DATA RECORDS Block Start

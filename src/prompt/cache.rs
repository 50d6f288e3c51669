//! Duplicate-avoidance cache for generated prompts.

use std::num::NonZeroUsize;

use lru::LruCache;
use tokio::sync::Mutex;

/// Set of normalized prompts already handed out by one generator.
///
/// Not persisted. Unbounded unless built with a capacity, in which case the
/// least recently seen prompts are forgotten first.
pub struct PromptCache {
    seen: Mutex<LruCache<String, ()>>,
}

impl PromptCache {
    /// Create a cache, bounded when `capacity` is a positive number.
    #[must_use]
    pub fn new(capacity: Option<usize>) -> Self {
        let seen = match capacity.and_then(NonZeroUsize::new) {
            Some(capacity) => LruCache::new(capacity),
            None => LruCache::unbounded(),
        };
        Self {
            seen: Mutex::new(seen),
        }
    }

    /// Record a normalized prompt. Returns `false` if it was already known.
    pub async fn remember(&self, normalized: String) -> bool {
        let mut seen = self.seen.lock().await;
        if seen.contains(&normalized) {
            seen.promote(&normalized);
            return false;
        }
        seen.put(normalized, ());
        true
    }

    /// Whether a normalized prompt is known.
    pub async fn contains(&self, normalized: &str) -> bool {
        self.seen.lock().await.contains(normalized)
    }

    /// Number of remembered prompts.
    pub async fn len(&self) -> usize {
        self.seen.lock().await.len()
    }
}

impl Default for PromptCache {
    fn default() -> Self {
        Self::new(None)
    }
}
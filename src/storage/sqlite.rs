//! `SQLite` implementation of the key-value store.

use chrono::Utc;
use rusqlite::OptionalExtension;
use tokio_rusqlite::Connection;

use crate::config::StorageConfig;

use super::{KeyValueStore, StorageResult, StoreFuture};

/// Durable key-value store backed by a single `SQLite` table.
pub struct SqliteKvStore {
    conn: Connection,
    table: String,
}

impl SqliteKvStore {
    /// Open (or create) the store at the configured path.
    ///
    /// # Errors
    /// Returns an error if the database cannot be opened.
    pub async fn new(config: &StorageConfig) -> StorageResult<Self> {
        let conn = Connection::open(&config.sqlite_path).await?;
        Self::with_connection(conn, config.kv_table.clone()).await
    }

    async fn with_connection(conn: Connection, table: String) -> StorageResult<Self> {
        let table_name = table.clone();

        conn.call(move |conn| {
            conn.execute_batch(&format!(
                "CREATE TABLE IF NOT EXISTS {table_name} (
                    key TEXT PRIMARY KEY,
                    value TEXT NOT NULL,
                    updated_at INTEGER NOT NULL
                )"
            ))?;
            Ok(())
        })
        .await?;

        Ok(Self { conn, table })
    }
}

impl KeyValueStore for SqliteKvStore {
    fn get(&self, key: &str) -> StoreFuture<'_, StorageResult<Option<String>>> {
        let key = key.to_string();
        Box::pin(async move {
            let table = self.table.clone();
            let value = self
                .conn
                .call(move |conn| {
                    let value = conn
                        .query_row(
                            &format!("SELECT value FROM {table} WHERE key = ?1"),
                            rusqlite::params![key],
                            |row| row.get::<_, String>(0),
                        )
                        .optional()?;
                    Ok(value)
                })
                .await?;
            Ok(value)
        })
    }

    fn set(&self, key: &str, value: &str) -> StoreFuture<'_, StorageResult<()>> {
        let key = key.to_string();
        let value = value.to_string();
        Box::pin(async move {
            let table = self.table.clone();
            let updated_at = Utc::now().timestamp_millis();

            self.conn
                .call(move |conn| {
                    conn.execute(
                        &format!(
                            "INSERT OR REPLACE INTO {table} (key, value, updated_at)
                             VALUES (?1, ?2, ?3)"
                        ),
                        rusqlite::params![key, value, updated_at],
                    )?;
                    Ok(())
                })
                .await?;

            Ok(())
        })
    }

    fn remove(&self, key: &str) -> StoreFuture<'_, StorageResult<()>> {
        let key = key.to_string();
        Box::pin(async move {
            let table = self.table.clone();

            self.conn
                .call(move |conn| {
                    conn.execute(
                        &format!("DELETE FROM {table} WHERE key = ?1"),
                        rusqlite::params![key],
                    )?;
                    Ok(())
                })
                .await?;

            Ok(())
        })
    }
}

DATA RECORDS Block End

TASK BRIEF ▸ Find the word "WHERE" in the data and show each line that holds it.

SOLUTION BELOW ▸
                            &format!("SELECT value FROM {table} WHERE key = ?1"),
                        &format!("DELETE FROM {table} WHERE key = ?1"),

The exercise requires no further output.